Hadoop has become synonymous with the term big data but that doesn’t mean that it meets the needs of all big data problems. The platform is very good at processing large quantities of unstructured and semi structured data, where time is not a constraint.
Where Hadoop is not an ideal solution is when it comes to running real-time analytics. This is because Hadoop is designed to run batch jobs that are not time critical. As such, Hadoop does not have a place in many web-based environments where performance is crucial.
What is MongoDB?
MongoDB is a NoSQL document store, generally used as an operational real-time data store. It offers very good performance for situations containing high read/write loads.
Historically, a big painpoint of database management was adding a column. In a traditional RDBMS such as MySQL this activity can lock the entire database and cause performance issues, this is not the case with MongoDB as it is schema-less, meaning that adding a new field does not affect the old rows in the database and the addition of a new field will be instant.
Additionally, partitioning and sharding is easier in MongoDB. Sharding is the process of storing data across multiple machines.
What is Hadoop?
Hadoop is a technology developed by the Apache Foundation that is designed to store and process large volumes of distributed data across multiple commodity servers.
Primarily, it is used for offline batch data processing and analysis, where time is not a constraint. Many queries can take minutes / hours to process.
When are MongoDB used in conjunction with one another?
In the event that complex data aggregation is necessary, Hadoop can be used in conjunction with MongoDB.
For example, an investment bank would pull time critical data (such as ticker data, reference data and historical performance data) from a MongoDB database. For much heavier workloads that are not time critical (i.e. not required in real time), the company would use a Hadoop environment. These tasks would include risk modelling and fraud detection.

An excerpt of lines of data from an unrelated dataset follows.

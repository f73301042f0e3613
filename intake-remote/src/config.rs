use serde::Deserialize;
use thiserror::Error;
use url::Url;

pub const DEFAULT_BUCKET: &str = "documents";
pub const DEFAULT_WEBHOOK_TIMEOUT_SECS: u64 = 30;

#[derive(Debug, Error)]
pub enum RemoteConfigError {
    #[error("invalid {field} '{value}': {source}")]
    InvalidUrl {
        field: &'static str,
        value: String,
        #[source]
        source: url::ParseError,
    },

    #[error("{0} is not configured")]
    Missing(&'static str),

    #[error("failed to create HTTP client: {0}")]
    Client(#[from] reqwest::Error),
}

/// `[storage]` section: where documents are uploaded.
#[derive(Debug, Clone, PartialEq, Eq, Deserialize)]
pub struct StorageConfig {
    /// Project URL, e.g. `https://xyz.supabase.co`.
    #[serde(default)]
    pub base_url: String,
    /// Sent both as the bearer token and the `apikey` header.
    #[serde(default)]
    pub anon_key: String,
    #[serde(default = "default_bucket")]
    pub bucket: String,
}

impl Default for StorageConfig {
    fn default() -> Self {
        Self {
            base_url: String::new(),
            anon_key: String::new(),
            bucket: default_bucket(),
        }
    }
}

impl StorageConfig {
    /// Base URL without a trailing slash, checked to be an absolute URL.
    pub(crate) fn validated_base_url(&self) -> Result<String, RemoteConfigError> {
        let trimmed = self.base_url.trim().trim_end_matches('/');
        if trimmed.is_empty() {
            return Err(RemoteConfigError::Missing("storage.base_url"));
        }
        if self.anon_key.trim().is_empty() {
            return Err(RemoteConfigError::Missing("storage.anon_key"));
        }
        Url::parse(trimmed).map_err(|source| RemoteConfigError::InvalidUrl {
            field: "storage.base_url",
            value: self.base_url.clone(),
            source,
        })?;
        Ok(trimmed.to_string())
    }
}

/// `[webhook]` section: where the payload is posted.
#[derive(Debug, Clone, PartialEq, Eq, Deserialize)]
pub struct WebhookConfig {
    #[serde(default)]
    pub url: String,
    #[serde(default = "default_timeout_secs")]
    pub timeout_secs: u64,
}

impl Default for WebhookConfig {
    fn default() -> Self {
        Self {
            url: String::new(),
            timeout_secs: default_timeout_secs(),
        }
    }
}

impl WebhookConfig {
    pub(crate) fn validated_url(&self) -> Result<Url, RemoteConfigError> {
        let raw = self.url.trim();
        if raw.is_empty() {
            return Err(RemoteConfigError::Missing("webhook.url"));
        }
        Url::parse(raw).map_err(|source| RemoteConfigError::InvalidUrl {
            field: "webhook.url",
            value: self.url.clone(),
            source,
        })
    }
}

fn default_bucket() -> String {
    DEFAULT_BUCKET.to_string()
}

fn default_timeout_secs() -> u64 {
    DEFAULT_WEBHOOK_TIMEOUT_SECS
}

Another example would be Facebook. They would store all data that is required in real time, such as chat messages, likes and user data in a MongoDB structure. They would then carry out detailed user analysis, segmentation and personalization as a batch job on a Hadoop cluster as this particular task is not time sensitive.

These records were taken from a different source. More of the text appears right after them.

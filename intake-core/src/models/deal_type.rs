use std::fmt;

use serde::{Deserialize, Serialize};

/// Tag attached to payloads whose deal type has no mapping.
pub const UNKNOWN_DEAL_TAG: &str = "Deal_Unknown";

#[derive(Debug, Clone, Copy, PartialEq, Eq, Hash, Serialize, Deserialize)]
#[serde(rename_all = "snake_case")]
pub enum DealType {
    DoubleClose,
    Emd,
    FixFlip,
    BuyHold,
    GapFunding,
    Land,
}

impl DealType {
    pub const ALL: [DealType; 6] = [
        Self::DoubleClose,
        Self::Emd,
        Self::FixFlip,
        Self::BuyHold,
        Self::GapFunding,
        Self::Land,
    ];

    pub fn as_str(&self) -> &'static str {
        match self {
            Self::DoubleClose => "double_close",
            Self::Emd => "emd",
            Self::FixFlip => "fix_flip",
            Self::BuyHold => "buy_hold",
            Self::GapFunding => "gap_funding",
            Self::Land => "land",
        }
    }

    pub fn parse(s: &str) -> Option<Self> {
        match s {
            "double_close" => Some(Self::DoubleClose),
            "emd" => Some(Self::Emd),
            "fix_flip" => Some(Self::FixFlip),
            "buy_hold" => Some(Self::BuyHold),
            "gap_funding" => Some(Self::GapFunding),
            "land" => Some(Self::Land),
            _ => None,
        }
    }

    pub fn label(&self) -> &'static str {
        match self {
            Self::DoubleClose => "Double Close",
            Self::Emd => "Earnest Money Deposit",
            Self::FixFlip => "Fix and Flip",
            Self::BuyHold => "Buy and Hold",
            Self::GapFunding => "Gap Funding",
            Self::Land => "Land Funding",
        }
    }

    /// CRM tag identifying the deal type on the webhook side.
    pub fn tag(&self) -> &'static str {
        match self {
            Self::DoubleClose => "Deal_DoubleClose",
            Self::Emd => "Deal_EMD",
            Self::FixFlip => "Deal_FixFlip",
            Self::BuyHold => "Deal_BuyHold",
            Self::GapFunding => "Deal_GapFunding",
            Self::Land => "Deal_Land",
        }
    }

    /// Message shown once an application of this type has been accepted.
    pub fn confirmation_message(&self) -> &'static str {
        match self {
            Self::Land => {
                "Thank you for submitting your Land Funding application! Our technical team will \
                 specifically analyze the APN and land characteristics you provided. We will \
                 contact you within 48 business hours."
            }
            _ => {
                "Thank you for submitting your application! Our team will review the details and \
                 contact you within 24 business hours."
            }
        }
    }
}

impl fmt::Display for DealType {
    fn fmt(
        &self,
        f: &mut fmt::Formatter<'_>,
    ) -> fmt::Result {
        f.write_str(self.as_str())
    }
}

/// Tags for a wire-level deal type name. Unmapped names get [`UNKNOWN_DEAL_TAG`].
pub fn tags_for(deal_type: &str) -> Vec<String> {
    let tag = DealType::parse(deal_type)
        .map(|dt| dt.tag())
        .unwrap_or(UNKNOWN_DEAL_TAG);
    vec![tag.to_string()]
}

The final example would be a mobile operator. When a user logs into their online account, the website will show them exactly what they’ve been spending their quota allowance on. For example, they may have used 1GB of data while browsing Facebook. This data will have been run as a batch job through their Hadoop cluster, using web log data to ascertain the total data usage for each request – the aggregated result of which could be loaded into a MongoDB database for fast access when the user logs into their account.
The way that the two are often integrated for optimal performance is:
- Data is pulled from MongoDB into the Hadoop cluster
- The data is processed by Hadoop and potentially fused with other data sources
- The output of this processing can be written back to MongoDB for fast querying on the front end and adhoc analysis
In summary, it is clear that MongoDB is complementary rather than an alternative to Hadoop. Specific business requirements will determine whether the best option is MongoDB, Hadoop or a combination of the two.